(DATA SECTION begins)

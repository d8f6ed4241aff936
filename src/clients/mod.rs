//! HTTP client types for management API communication.
//!
//! This module provides the transport layer underneath the request pipeline.
//! It builds URLs and headers, attaches the bearer token and dispatches
//! requests through a pluggable transport. It does not interpret status codes
//! and never retries.
//!
//! # Overview
//!
//! The main types in this module are:
//!
//! - [`HttpClient`]: Joins configuration, credential and transport
//! - [`HttpRequest`]: A request to be sent to the API
//! - [`HttpResponse`]: Status, headers and raw body of a response
//! - [`HttpMethod`]: Supported HTTP methods (GET, PUT, PATCH, DELETE, POST)
//! - [`HttpTransport`]: The transport seam, with [`ReqwestTransport`] as default
//! - [`PreparedRequest`]: What a transport receives
//!
//! # Example
//!
//! ```rust,ignore
//! use std::sync::Arc;
//! use arm_fluent::clients::{HttpClient, HttpMethod, HttpRequest};
//! use arm_fluent::{ArmConfig, StaticTokenCredential, SubscriptionId};
//!
//! let config = ArmConfig::builder()
//!     .subscription_id(SubscriptionId::new("my-subscription")?)
//!     .build()?;
//! let client = HttpClient::new(config, Arc::new(StaticTokenCredential::new("token")));
//!
//! let request = HttpRequest::builder(HttpMethod::Get, "subscriptions/my-subscription/resourceGroups")
//!     .query_param("api-version", "2016-09-01")
//!     .build()?;
//!
//! let response = client.request(request).await?;
//! ```

mod errors;
mod http_client;
mod http_request;
mod http_response;
mod transport;

pub use errors::{HttpError, InvalidHttpRequestError, TransportError};
pub use http_client::{HttpClient, SDK_VERSION};
pub use http_request::{HttpMethod, HttpRequest, HttpRequestBuilder};
pub use http_response::{HttpResponse, CORRELATION_ID_HEADER, REQUEST_ID_HEADER};
pub use transport::{HttpTransport, PreparedRequest, ReqwestTransport};
//! HTTP-specific error types for the ARM fluent SDK.
//!
//! This module contains error types for the transport layer: request
//! validation failures, transport failures (no response received) and the
//! unified [`HttpError`] returned by [`HttpClient`](crate::clients::HttpClient).
//!
//! Non-success status codes are *not* errors at this layer. The request
//! pipeline decides which codes are successful for each operation and turns
//! the rest into a [`CloudError`](crate::rest::CloudError).
//!
//! # Example
//!
//! ```rust,ignore
//! use arm_fluent::clients::HttpError;
//!
//! match client.request(request).await {
//!     Ok(response) => println!("Status {}", response.code),
//!     Err(HttpError::InvalidRequest(e)) => println!("Invalid request: {e}"),
//!     Err(HttpError::Transport(e)) => println!("No response: {e}"),
//!     Err(HttpError::Credential(e)) => println!("No token: {e}"),
//! }
//! ```

use crate::auth::CredentialError;
use thiserror::Error;

/// Error returned when an HTTP request fails validation before it is sent.
///
/// # Example
///
/// ```rust
/// use arm_fluent::clients::InvalidHttpRequestError;
///
/// let error = InvalidHttpRequestError::MissingBody {
///     method: "PUT".to_string(),
/// };
///
/// assert_eq!(error.to_string(), "Cannot use PUT without specifying data.");
/// ```
#[derive(Debug, Error, Clone, PartialEq, Eq)]
pub enum InvalidHttpRequestError {
    /// A PUT, PATCH or POST request was made without a body.
    #[error("Cannot use {method} without specifying data.")]
    MissingBody {
        /// The HTTP method that requires a body.
        method: String,
    },

    /// The request path could not be turned into a URL.
    #[error("Invalid request URL '{url}'.")]
    InvalidUrl {
        /// The offending URL.
        url: String,
    },
}

/// Error returned when no HTTP response was received.
///
/// Connectivity failures, DNS errors and transport-level timeouts end up
/// here. They are surfaced unmodified and never retried.
#[derive(Debug, Error)]
pub enum TransportError {
    /// The `reqwest` transport failed.
    #[error("Network error: {0}")]
    Network(#[from] reqwest::Error),

    /// A custom transport failed to produce a response.
    #[error("Connection failed: {message}")]
    Connection {
        /// Description of the failure.
        message: String,
    },
}

impl TransportError {
    /// Creates a [`TransportError::Connection`] from a message.
    #[must_use]
    pub fn connection(message: impl Into<String>) -> Self {
        Self::Connection {
            message: message.into(),
        }
    }
}

/// Unified error type for all HTTP-related errors.
#[derive(Debug, Error)]
pub enum HttpError {
    /// Request validation failed.
    #[error(transparent)]
    InvalidRequest(#[from] InvalidHttpRequestError),

    /// The transport did not produce a response.
    #[error(transparent)]
    Transport(#[from] TransportError),

    /// No bearer token could be obtained for the request.
    #[error(transparent)]
    Credential(#[from] CredentialError),
}

// Verify error types are Send + Sync at compile time
const _: fn() = || {
    const fn assert_send_sync<T: Send + Sync>() {}
    assert_send_sync::<HttpError>();
    assert_send_sync::<TransportError>();
};
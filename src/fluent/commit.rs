//! Commit sequencing for builders with pending children.
//!
//! A commit issues the parent call first. If it fails, no child call is
//! attempted. Otherwise every pending child is submitted in insertion order;
//! a failing child does not stop the remaining ones, and all failures are
//! collected into one [`CommitError`].

use crate::fluent::attach::{PendingAction, PendingChildren};
use crate::rest::{
    ArmError, CommitAction, CommitError, Constituent, ConstituentFailure, Operation,
    ValidationError,
};

/// Successful child calls of a commit, in the order they were issued.
pub type ChildResults<R> = Vec<(String, R)>;

/// Runs the parent call of a commit.
///
/// # Errors
///
/// Returns a [`CommitError`] holding only the parent's failure.
pub async fn commit_parent<T: Send + 'static>(
    resource: &str,
    operation: Operation<T>,
) -> Result<T, CommitError> {
    operation.await.map_err(|error| {
        tracing::warn!("Commit of '{}' failed on the parent call: {}", resource, error);
        CommitError {
            resource: resource.to_string(),
            failures: vec![ConstituentFailure {
                constituent: Constituent::Parent {
                    name: resource.to_string(),
                },
                error,
            }],
        }
    })
}

/// Converts a failed parent commit into an [`ArmError`].
///
/// A parent rejected before dispatch surfaces as its validation error;
/// anything else stays a [`ArmError::Commit`].
#[must_use]
pub fn parent_failure(mut error: CommitError) -> ArmError {
    if error.failures.len() == 1 && error.failures[0].error.is_validation() {
        return error.failures.remove(0).error;
    }
    ArmError::Commit(error)
}

/// Checks that every pending child has a name before anything is sent.
///
/// `operation` names the child call for each action; a blank name is
/// reported as the missing `parameter` of that call.
///
/// # Errors
///
/// Returns [`ValidationError::MissingParameter`] for the first blank name.
pub fn check_child_names<C>(
    pending: &PendingChildren<C>,
    parameter: &str,
    operation: impl Fn(CommitAction) -> &'static str,
) -> Result<(), ValidationError> {
    match pending.iter().find(|(name, _)| name.trim().is_empty()) {
        Some((_, action)) => Err(ValidationError::MissingParameter {
            operation: operation(action.commit_action()),
            parameter: parameter.to_string(),
        }),
        None => Ok(()),
    }
}

/// Submits every pending child in insertion order.
///
/// `call` builds the operation for one child. Returns the results of the
/// successful calls, or every failure if at least one call failed.
///
/// # Errors
///
/// Returns a [`CommitError`] naming each failed child.
pub async fn commit_children<C, R, F>(
    resource: &str,
    pending: &PendingChildren<C>,
    mut call: F,
) -> Result<ChildResults<R>, CommitError>
where
    R: Send + 'static,
    F: FnMut(&str, &PendingAction<C>) -> Operation<R>,
{
    let mut results = Vec::with_capacity(pending.len());
    let mut failures = Vec::new();

    for (name, action) in pending.iter() {
        match call(name, action).await {
            Ok(result) => results.push((name.to_string(), result)),
            Err(error) => {
                tracing::warn!(
                    "Commit of '{}': {} of child '{}' failed: {}",
                    resource,
                    action.commit_action(),
                    name,
                    error
                );
                failures.push(ConstituentFailure {
                    constituent: Constituent::Child {
                        name: name.to_string(),
                        action: action.commit_action(),
                    },
                    error,
                });
            }
        }
    }

    if failures.is_empty() {
        Ok(results)
    } else {
        Err(CommitError {
            resource: resource.to_string(),
            failures,
        })
    }
}
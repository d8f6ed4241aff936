//! Azure Traffic Manager endpoints.
//!
//! Only the endpoint operations are exposed; endpoints are addressed by
//! resource group, profile, [`EndpointType`] and name.
//!
//! ```rust,ignore
//! use arm_fluent::trafficmanager::{EndpointType, EndpointsClient};
//!
//! let endpoints = EndpointsClient::new(client);
//! let endpoint = endpoints
//!     .get("rg1", "profile1", EndpointType::ExternalEndpoints, "e1")
//!     .await?;
//! ```

mod endpoints;
mod models;

pub use endpoints::{
    EndpointsClient, API_VERSION, CREATE_OR_UPDATE_RESPONSES, DELETE_RESPONSES, PATHS,
};
pub use models::{EndpointInner, EndpointProperties, EndpointStatus, EndpointType};
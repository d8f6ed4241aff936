//! HTTP client for management API communication.
//!
//! This module provides the [`HttpClient`] type, which turns an
//! [`HttpRequest`] into a [`PreparedRequest`] and dispatches it through the
//! configured [`HttpTransport`].

use std::sync::Arc;

use crate::auth::TokenCredential;
use crate::clients::errors::HttpError;
use crate::clients::http_request::HttpRequest;
use crate::clients::http_response::HttpResponse;
use crate::clients::transport::{HttpTransport, PreparedRequest, ReqwestTransport};
use crate::config::ArmConfig;

/// SDK version from Cargo.toml.
pub const SDK_VERSION: &str = env!("CARGO_PKG_VERSION");

/// HTTP client for making requests to the management endpoint.
///
/// The client handles:
/// - URL construction from the configured base URL (absolute URLs pass through)
/// - Default headers: `User-Agent`, `accept-language`, `Accept`
/// - A bearer token from the [`TokenCredential`] on every request
///
/// It never retries and never interprets status codes.
///
/// # Thread Safety
///
/// `HttpClient` is `Send + Sync`, making it safe to share across async tasks.
#[derive(Debug)]
pub struct HttpClient {
    config: ArmConfig,
    credential: Arc<dyn TokenCredential>,
    transport: Arc<dyn HttpTransport>,
    default_headers: Vec<(String, String)>,
    token_scope: String,
}

// Verify HttpClient is Send + Sync at compile time
const _: fn() = || {
    const fn assert_send_sync<T: Send + Sync>() {}
    assert_send_sync::<HttpClient>();
};

impl HttpClient {
    /// Creates a client using the default [`ReqwestTransport`].
    #[must_use]
    pub fn new(config: ArmConfig, credential: Arc<dyn TokenCredential>) -> Self {
        Self::with_transport(config, credential, Arc::new(ReqwestTransport::new()))
    }

    /// Creates a client with an explicit transport.
    #[must_use]
    pub fn with_transport(
        config: ArmConfig,
        credential: Arc<dyn TokenCredential>,
        transport: Arc<dyn HttpTransport>,
    ) -> Self {
        let user_agent_prefix = config
            .user_agent_prefix()
            .map_or(String::new(), |prefix| format!("{prefix} | "));
        let rust_version = env!("CARGO_PKG_RUST_VERSION");
        let user_agent = format!("{user_agent_prefix}arm-fluent/{SDK_VERSION} Rust {rust_version}");

        let default_headers = vec![
            ("User-Agent".to_string(), user_agent),
            (
                "accept-language".to_string(),
                config.accept_language().to_string(),
            ),
            ("Accept".to_string(), "application/json".to_string()),
        ];

        let token_scope = format!("{}/.default", config.base_url().as_ref());

        Self {
            config,
            credential,
            transport,
            default_headers,
            token_scope,
        }
    }

    /// Returns the configuration this client was built from.
    #[must_use]
    pub const fn config(&self) -> &ArmConfig {
        &self.config
    }

    /// Returns the default headers for this client.
    #[must_use]
    pub fn default_headers(&self) -> &[(String, String)] {
        &self.default_headers
    }

    /// Resolves a request path against the base URL and appends the query string.
    #[must_use]
    pub fn resolve_url(&self, request: &HttpRequest) -> String {
        let mut url = if request.is_absolute() {
            request.path.clone()
        } else {
            format!(
                "{}/{}",
                self.config.base_url().as_ref(),
                request.path.trim_start_matches('/')
            )
        };

        for (key, value) in &request.query {
            url.push(if url.contains('?') { '&' } else { '?' });
            url.push_str(&urlencoding::encode(key));
            url.push('=');
            url.push_str(&urlencoding::encode(value));
        }

        url
    }

    /// Sends an HTTP request and returns whatever response arrives.
    ///
    /// # Errors
    ///
    /// Returns [`HttpError`] if:
    /// - Request validation fails (`InvalidRequest`)
    /// - No token can be obtained (`Credential`)
    /// - The transport produces no response (`Transport`)
    pub async fn request(&self, request: HttpRequest) -> Result<HttpResponse, HttpError> {
        request.verify()?;

        let url = self.resolve_url(&request);

        let token = self.credential.get_token(&self.token_scope).await?;

        let mut headers = self.default_headers.clone();
        headers.push((
            "Authorization".to_string(),
            format!("Bearer {}", token.secret()),
        ));
        if request.body.is_some() {
            headers.push((
                "Content-Type".to_string(),
                "application/json; charset=utf-8".to_string(),
            ));
        }
        for (key, value) in &request.extra_headers {
            headers.retain(|(existing, _)| !existing.eq_ignore_ascii_case(key));
            headers.push((key.clone(), value.clone()));
        }

        let prepared = PreparedRequest {
            method: request.http_method,
            url,
            headers,
            body: request.body.as_ref().map(ToString::to_string),
        };

        tracing::debug!("{} {}", prepared.method, prepared.url);
        let method = prepared.method;
        let response = self.transport.execute(prepared).await?;
        tracing::debug!(
            "{} {} completed with status {} (request id {:?})",
            method,
            request.path,
            response.code,
            response.request_id()
        );

        Ok(response)
    }
}
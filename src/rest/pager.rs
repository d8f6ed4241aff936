//! Lazy pagination over `value` + `nextLink` list responses.
//!
//! A [`PagedOperation<T>`] holds the first page request and a way to fetch a
//! continuation link. Pages are requested one at a time, only when the items
//! of the previous page have been consumed, and the link is followed
//! verbatim. The sequence ends at the first page without a link. It is not
//! restartable: re-invoke the list operation for a fresh sequence.

use std::fmt;
use std::sync::Arc;

use futures::stream::{self, BoxStream, StreamExt, TryStreamExt};
use serde::{Deserialize, Serialize};

use crate::rest::errors::ArmError;
use crate::rest::operation::{Operation, ServiceCall};

/// One page of a list response.
///
/// # Example
///
/// ```rust
/// use arm_fluent::rest::Page;
///
/// let page: Page<u32> = serde_json::from_str(r#"{"value":[1,2],"nextLink":"https://x/next"}"#).unwrap();
/// assert_eq!(page.value, vec![1, 2]);
/// assert!(page.has_next());
///
/// let last: Page<u32> = serde_json::from_str(r#"{"value":[3],"nextLink":null}"#).unwrap();
/// assert!(!last.has_next());
/// ```
#[derive(Debug, Clone, PartialEq, Eq, Serialize, Deserialize)]
pub struct Page<T> {
    /// Items of this page.
    #[serde(default = "Vec::new")]
    pub value: Vec<T>,
    /// Link to the next page; absent or null on the last page.
    #[serde(rename = "nextLink", default, skip_serializing_if = "Option::is_none")]
    pub next_link: Option<String>,
}

impl<T> Page<T> {
    /// Returns `true` if a non-empty continuation link is present.
    #[must_use]
    pub fn has_next(&self) -> bool {
        self.next_link().is_some()
    }

    /// Returns the continuation link, ignoring blank values.
    #[must_use]
    pub fn next_link(&self) -> Option<&str> {
        self.next_link
            .as_deref()
            .filter(|link| !link.trim().is_empty())
    }
}

impl<T> Default for Page<T> {
    fn default() -> Self {
        Self {
            value: Vec::new(),
            next_link: None,
        }
    }
}

type NextPage<T> = Arc<dyn Fn(String) -> Operation<Page<T>> + Send + Sync>;

enum Cursor<T> {
    First(Operation<Page<T>>),
    Next(String),
    Done,
}

/// A lazily paginated list operation.
///
/// Like [`Operation`], it is consumed by whichever form drives it:
/// [`into_stream`](Self::into_stream) / [`pages`](Self::pages) (deferred),
/// [`subscribe`](Self::subscribe) (callback) or
/// [`blocking`](Self::blocking).
#[must_use = "list operations do nothing unless consumed"]
pub struct PagedOperation<T> {
    first: Operation<Page<T>>,
    next: NextPage<T>,
}

impl<T: Send + 'static> PagedOperation<T> {
    /// Creates a paged operation from the first page request and a
    /// continuation fetcher.
    pub fn new<F>(first: Operation<Page<T>>, next: F) -> Self
    where
        F: Fn(String) -> Operation<Page<T>> + Send + Sync + 'static,
    {
        Self {
            first,
            next: Arc::new(next),
        }
    }

    /// A paged operation that fails with `error` without doing any I/O.
    pub fn failed(error: impl Into<ArmError>) -> Self {
        let error = error.into();
        Self::new(Operation::failed(error), |_| {
            Operation::failed(ArmError::Runtime {
                message: "continuation requested after a failed first page".to_string(),
            })
        })
    }

    /// Streams whole pages. A failed request ends the stream after its error.
    pub fn pages(self) -> BoxStream<'static, Result<Page<T>, ArmError>> {
        let next = self.next;
        stream::try_unfold(Cursor::First(self.first), move |cursor| {
            let next = Arc::clone(&next);
            async move {
                let page = match cursor {
                    Cursor::First(operation) => operation.await?,
                    Cursor::Next(link) => {
                        tracing::debug!("Following next link {}", link);
                        (next.as_ref())(link).await?
                    }
                    Cursor::Done => return Ok(None),
                };
                let cursor = page
                    .next_link()
                    .map_or(Cursor::Done, |link| Cursor::Next(link.to_string()));
                Ok(Some((page, cursor)))
            }
        })
        .boxed()
    }

    /// Streams the flattened items of all pages, in order.
    pub fn into_stream(self) -> BoxStream<'static, Result<T, ArmError>> {
        self.pages()
            .map_ok(|page| stream::iter(page.value.into_iter().map(Ok::<T, ArmError>)))
            .try_flatten()
            .boxed()
    }

    /// Collects every item of every page.
    pub fn collect_all(self) -> Operation<Vec<T>> {
        let items = self.into_stream();
        Operation::new(items.try_collect())
    }

    /// Callback form: collects all items on the current runtime.
    pub fn subscribe<F>(self, callback: F) -> ServiceCall
    where
        F: FnOnce(Result<Vec<T>, ArmError>) + Send + 'static,
    {
        self.collect_all().subscribe(callback)
    }

    /// Blocking form: collects all items on the calling thread.
    ///
    /// # Errors
    ///
    /// Returns the first error of any page request.
    pub fn blocking(self) -> Result<Vec<T>, ArmError> {
        self.collect_all().blocking()
    }
}

impl<T> fmt::Debug for PagedOperation<T> {
    fn fmt(&self, f: &mut fmt::Formatter<'_>) -> fmt::Result {
        f.debug_struct("PagedOperation")
            .field("item", &std::any::type_name::<T>())
            .finish_non_exhaustive()
    }
}
/// One entry of the `details` array of a service error.
#[derive(Debug, Clone, PartialEq, Eq, Serialize, Deserialize)]
pub struct CloudErrorDetail {
    /// Service-defined error code.
    #[serde(default)]
    pub code: String,
    /// Human-readable message.
    #[serde(default)]
    pub message: String,
    /// The element the error refers to.
    #[serde(default, skip_serializing_if = "Option::is_none")]
    pub target: Option<String>,
}

/// Coarse classification of a [`CloudError`] for branching.
#[derive(Debug, Clone, Copy, PartialEq, Eq, Hash)]
pub enum CloudErrorKind {
    /// 400: the service rejected the request as invalid.
    BadRequest,
    /// 401
    Unauthorized,
    /// 403
    Forbidden,
    /// 404
    NotFound,
    /// 409
    Conflict,
    /// 412
    PreconditionFailed,
    /// 429
    TooManyRequests,
    /// 5xx
    ServerError,
    /// Any other status.
    Other,
}

impl CloudErrorKind {
    /// Classifies a status code.
    #[must_use]
    pub const fn from_status(status: u16) -> Self {
        match status {
            400 => Self::BadRequest,
            401 => Self::Unauthorized,
            403 => Self::Forbidden,
            404 => Self::NotFound,
            409 => Self::Conflict,
            412 => Self::PreconditionFailed,
            429 => Self::TooManyRequests,
            500..=599 => Self::ServerError,
            _ => Self::Other,
        }
    }
}

/// A structured error returned by the service.
///
/// Built only by the pipeline from a response whose status code is not
/// registered as success for the operation.
///
/// # Example
///
/// ```rust
/// use arm_fluent::clients::HttpResponse;
/// use arm_fluent::rest::{CloudError, CloudErrorKind};
/// use std::collections::HashMap;
///
/// let response = HttpResponse::new(
///     409,
///     HashMap::new(),
///     r#"{"error":{"code":"Conflict","message":"Endpoint name already taken"}}"#,
/// );
/// let error = CloudError::from_response(&response);
///
/// assert_eq!(error.kind(), CloudErrorKind::Conflict);
/// assert_eq!(error.code, "Conflict");
/// ```
#[derive(Debug, Clone, PartialEq, Eq, Error)]
#[error("Status code {status}, {code}: {message}")]
pub struct CloudError {
    /// The HTTP status code.
    pub status: u16,
    /// Service-defined error code.
    pub code: String,
    /// Human-readable message.
    pub message: String,
    /// The element the error refers to.
    pub target: Option<String>,
    /// Nested errors (e.g. one per invalid field).
    pub details: Vec<CloudErrorDetail>,
    /// The `x-ms-request-id` of the failed request.
    pub request_id: Option<String>,
}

(DATA SECTION ends)

→ WORK INSTRUCTIONS
The range runs from the line above containing "after its error." to the line containing "pub fn into_stream(self)", inclusive. Restate those lines word for word and no others.

→ YOUR SOLUTION
    /// Streams whole pages. A failed request ends the stream after its error.
    pub fn pages(self) -> BoxStream<'static, Result<Page<T>, ArmError>> {
        let next = self.next;
        stream::try_unfold(Cursor::First(self.first), move |cursor| {
            let next = Arc::clone(&next);
            async move {
                let page = match cursor {
                    Cursor::First(operation) => operation.await?,
                    Cursor::Next(link) => {
                        tracing::debug!("Following next link {}", link);
                        (next.as_ref())(link).await?
                    }
                    Cursor::Done => return Ok(None),
                };
                let cursor = page
                    .next_link()
                    .map_or(Cursor::Done, |link| Cursor::Next(link.to_string()));
                Ok(Some((page, cursor)))
            }
        })
        .boxed()
    }

    /// Streams the flattened items of all pages, in order.
    pub fn into_stream(self) -> BoxStream<'static, Result<T, ArmError>> {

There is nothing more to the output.